Fray Silvestro le miró abriendo los ojos con sorpresa.

—¿A qué os referís?

—A que muchos no llevan esa vida pura y austera por propio deseo, sino por temor. He visto cómo las compañías blancas de niños imponían la pureza con violencia y parece que no son los únicos. Hay miedo en Florencia.

—Nosotros no somos la causa de esa violencia —repuso el fraile con un toque ofendido y nervioso en su voz—. Nuestros sermones avivan las conciencias y hacen que algunos de nuestros seguidores no puedan soportar el pecado. No lo consienten y actúan contra los pecadores. El miedo de esos a los que os referís está causado por su propio pecado. Nosotros no somos el origen de ese temor, sino el diablo y sus obras. Si no sintieran deseos de pecar, no temerían.

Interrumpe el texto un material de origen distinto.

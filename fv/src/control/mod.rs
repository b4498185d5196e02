//! Control channel for live reconfiguration
//!
//! Clients connect over a WebSocket, send `interval:<ms>` / `volume:<percent>`
//! updates, and receive a JSON snapshot of the configuration whenever it
//! changes. Session membership is owned by the [`Hub`] task:
//! - **Register:** add a session and hand it the current snapshot
//! - **Broadcast:** publish the current snapshot; slow sessions skip to the latest
//! - **Unregister:** drop a session whose transport has failed

mod config;
mod handle;
mod hub;
mod messages;
mod page;
mod server;
mod session;

pub use config::ControlConfig;
pub use handle::HubHandle;
pub use hub::Hub;
pub use messages::{ControlUpdate, HubMetrics, HubRequest, ParseUpdateError, SessionId};
pub use page::render_page;
pub use server::{AppState, WsTransport, bind, router, serve};
pub use session::{ControlSession, ControlTransport, TransportError};
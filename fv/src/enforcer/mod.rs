//! Enforcement loop
//!
//! The Enforcer reads the target from SharedConfig every tick and drives the
//! device toward it.

mod enforcer;

pub use enforcer::{EnforceOutcome, Enforcer};
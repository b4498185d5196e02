//! Runtime-mutable configuration shared by the enforcer and control sessions
//!
//! Each field is an independent atomic cell: reads never block, writes are
//! last-write-wins, and the two fields are not jointly consistent.

mod snapshot;
mod store;
mod values;

pub use snapshot::ConfigSnapshot;
pub use store::SharedConfig;
pub use values::{ConfigError, PollInterval, Volume};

Joan contuvo un resoplido de contrariedad para no alertar a fray Silvestro de sus verdaderos pensamientos.

—Tampoco nosotros en la Inquisición nos manchamos las manos de sangre. Solo condenamos a los herejes y el poder civil ejecuta la sentencia.

—Bueno —respondió el fraile—. Es innegable que el bien debe luchar contra el mal, como hace el arcángel san Miguel contra Lucifer. Hay quien se niega a aceptar el bien. ¿Acaso los conversos relapsos marchan hacia la hoguera cantando alabanzas a vuestra Inquisición?

La referencia a la hoguera hizo estremecer a Joan. Le traía recuerdos horribles, pero se esforzó en disimular. Gozaba del debate con fray Silvestro, aunque temía que este percibiese que él era todo lo contrario a un inquisidor.